*** Begin section ***
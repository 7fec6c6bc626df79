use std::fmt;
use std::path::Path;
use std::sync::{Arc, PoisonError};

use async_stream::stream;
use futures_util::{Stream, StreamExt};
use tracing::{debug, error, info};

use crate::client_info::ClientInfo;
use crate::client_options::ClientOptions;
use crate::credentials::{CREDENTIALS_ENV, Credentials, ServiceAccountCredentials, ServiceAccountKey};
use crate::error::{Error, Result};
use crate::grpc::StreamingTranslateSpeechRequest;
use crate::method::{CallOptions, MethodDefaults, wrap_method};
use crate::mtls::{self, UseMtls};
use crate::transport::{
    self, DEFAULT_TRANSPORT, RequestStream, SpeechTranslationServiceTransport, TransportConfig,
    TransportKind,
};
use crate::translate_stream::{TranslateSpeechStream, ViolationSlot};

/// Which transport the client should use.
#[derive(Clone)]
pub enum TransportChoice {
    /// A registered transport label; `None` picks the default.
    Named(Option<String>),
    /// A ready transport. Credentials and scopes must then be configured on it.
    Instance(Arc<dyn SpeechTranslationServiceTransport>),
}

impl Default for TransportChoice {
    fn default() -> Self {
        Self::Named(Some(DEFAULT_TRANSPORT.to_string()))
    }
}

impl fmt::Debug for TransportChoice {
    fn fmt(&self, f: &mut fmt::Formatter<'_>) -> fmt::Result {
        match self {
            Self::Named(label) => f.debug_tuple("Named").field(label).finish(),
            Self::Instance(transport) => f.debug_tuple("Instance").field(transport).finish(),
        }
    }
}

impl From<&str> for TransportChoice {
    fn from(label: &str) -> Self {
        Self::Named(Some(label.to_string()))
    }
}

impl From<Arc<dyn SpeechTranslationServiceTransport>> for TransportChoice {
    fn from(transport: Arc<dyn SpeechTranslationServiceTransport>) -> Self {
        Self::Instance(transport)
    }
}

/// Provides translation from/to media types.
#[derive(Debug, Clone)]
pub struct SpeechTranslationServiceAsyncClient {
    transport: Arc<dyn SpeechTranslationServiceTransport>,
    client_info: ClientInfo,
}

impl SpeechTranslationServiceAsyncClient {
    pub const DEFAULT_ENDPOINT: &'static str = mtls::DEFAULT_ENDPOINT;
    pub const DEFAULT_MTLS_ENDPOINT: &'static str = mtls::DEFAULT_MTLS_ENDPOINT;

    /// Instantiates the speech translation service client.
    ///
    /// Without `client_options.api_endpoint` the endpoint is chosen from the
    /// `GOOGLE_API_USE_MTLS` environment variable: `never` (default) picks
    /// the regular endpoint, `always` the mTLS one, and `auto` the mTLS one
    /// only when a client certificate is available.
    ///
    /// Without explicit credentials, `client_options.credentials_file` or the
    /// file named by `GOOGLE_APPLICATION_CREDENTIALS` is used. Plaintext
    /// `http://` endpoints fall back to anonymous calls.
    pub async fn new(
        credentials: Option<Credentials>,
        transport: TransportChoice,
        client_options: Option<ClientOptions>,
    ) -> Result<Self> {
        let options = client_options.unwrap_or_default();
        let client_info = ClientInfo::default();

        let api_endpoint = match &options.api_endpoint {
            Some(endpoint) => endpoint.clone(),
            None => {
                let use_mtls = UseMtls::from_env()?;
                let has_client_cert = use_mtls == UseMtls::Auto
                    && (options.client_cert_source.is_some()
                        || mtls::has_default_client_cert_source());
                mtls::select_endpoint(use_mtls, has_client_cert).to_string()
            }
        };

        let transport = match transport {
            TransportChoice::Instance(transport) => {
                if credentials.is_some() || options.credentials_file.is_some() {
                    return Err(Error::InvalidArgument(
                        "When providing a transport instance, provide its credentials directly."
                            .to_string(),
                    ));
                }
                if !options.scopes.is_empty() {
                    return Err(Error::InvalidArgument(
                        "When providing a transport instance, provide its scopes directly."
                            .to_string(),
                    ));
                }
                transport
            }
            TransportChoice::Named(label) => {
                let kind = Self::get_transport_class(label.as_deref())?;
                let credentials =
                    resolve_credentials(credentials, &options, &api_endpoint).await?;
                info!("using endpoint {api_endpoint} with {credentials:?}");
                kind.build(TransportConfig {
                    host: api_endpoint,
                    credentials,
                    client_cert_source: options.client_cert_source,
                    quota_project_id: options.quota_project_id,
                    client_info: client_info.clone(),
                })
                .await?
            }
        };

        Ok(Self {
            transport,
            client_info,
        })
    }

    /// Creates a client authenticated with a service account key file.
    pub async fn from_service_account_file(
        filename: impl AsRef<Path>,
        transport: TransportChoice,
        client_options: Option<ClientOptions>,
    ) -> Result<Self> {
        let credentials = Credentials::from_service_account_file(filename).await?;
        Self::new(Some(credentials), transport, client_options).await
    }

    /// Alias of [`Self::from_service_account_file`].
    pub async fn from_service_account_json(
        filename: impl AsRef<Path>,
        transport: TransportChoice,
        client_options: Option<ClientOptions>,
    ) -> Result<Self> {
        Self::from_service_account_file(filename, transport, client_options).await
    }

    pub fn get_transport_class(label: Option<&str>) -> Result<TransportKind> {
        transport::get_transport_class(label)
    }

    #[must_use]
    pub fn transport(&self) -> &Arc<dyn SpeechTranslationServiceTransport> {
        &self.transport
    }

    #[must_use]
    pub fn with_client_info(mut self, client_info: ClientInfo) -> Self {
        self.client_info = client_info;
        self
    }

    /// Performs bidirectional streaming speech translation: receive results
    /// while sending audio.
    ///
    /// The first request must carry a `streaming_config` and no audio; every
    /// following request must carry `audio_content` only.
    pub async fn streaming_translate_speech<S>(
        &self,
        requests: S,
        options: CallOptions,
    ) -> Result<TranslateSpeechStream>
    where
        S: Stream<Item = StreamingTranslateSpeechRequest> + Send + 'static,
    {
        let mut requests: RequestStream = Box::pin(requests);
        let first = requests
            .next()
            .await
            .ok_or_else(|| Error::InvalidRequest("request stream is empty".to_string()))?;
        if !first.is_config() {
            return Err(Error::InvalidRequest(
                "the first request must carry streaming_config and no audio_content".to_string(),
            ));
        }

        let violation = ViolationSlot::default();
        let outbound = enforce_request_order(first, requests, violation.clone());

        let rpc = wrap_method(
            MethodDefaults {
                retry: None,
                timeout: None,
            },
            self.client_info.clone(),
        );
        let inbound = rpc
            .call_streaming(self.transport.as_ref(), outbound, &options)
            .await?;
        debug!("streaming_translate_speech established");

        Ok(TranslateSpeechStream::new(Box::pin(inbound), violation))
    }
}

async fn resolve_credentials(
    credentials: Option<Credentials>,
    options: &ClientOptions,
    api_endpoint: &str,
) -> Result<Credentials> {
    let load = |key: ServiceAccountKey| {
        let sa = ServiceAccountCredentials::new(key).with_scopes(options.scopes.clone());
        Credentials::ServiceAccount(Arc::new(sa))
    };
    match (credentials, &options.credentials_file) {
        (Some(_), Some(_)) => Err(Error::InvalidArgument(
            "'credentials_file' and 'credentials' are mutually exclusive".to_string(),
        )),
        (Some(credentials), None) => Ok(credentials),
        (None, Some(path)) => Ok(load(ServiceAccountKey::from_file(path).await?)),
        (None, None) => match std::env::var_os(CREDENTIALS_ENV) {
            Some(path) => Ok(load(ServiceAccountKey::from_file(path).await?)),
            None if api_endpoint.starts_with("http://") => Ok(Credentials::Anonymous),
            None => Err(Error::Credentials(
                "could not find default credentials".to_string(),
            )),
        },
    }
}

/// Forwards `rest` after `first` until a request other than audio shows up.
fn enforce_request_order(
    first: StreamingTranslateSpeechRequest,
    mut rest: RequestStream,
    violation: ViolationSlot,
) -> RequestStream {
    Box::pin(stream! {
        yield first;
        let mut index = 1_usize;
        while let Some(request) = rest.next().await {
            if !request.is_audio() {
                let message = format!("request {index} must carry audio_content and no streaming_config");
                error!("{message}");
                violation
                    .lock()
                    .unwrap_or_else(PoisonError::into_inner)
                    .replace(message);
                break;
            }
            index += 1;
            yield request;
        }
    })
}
*** End section ***
Exercise —
Scan the lines above for the word "TransportChoice" and copy every one where it occurs.

Result —
pub enum TransportChoice {
impl Default for TransportChoice {
impl fmt::Debug for TransportChoice {
impl From<&str> for TransportChoice {
impl From<Arc<dyn SpeechTranslationServiceTransport>> for TransportChoice {
        transport: TransportChoice,
            TransportChoice::Instance(transport) => {
            TransportChoice::Named(label) => {
        transport: TransportChoice,
        transport: TransportChoice,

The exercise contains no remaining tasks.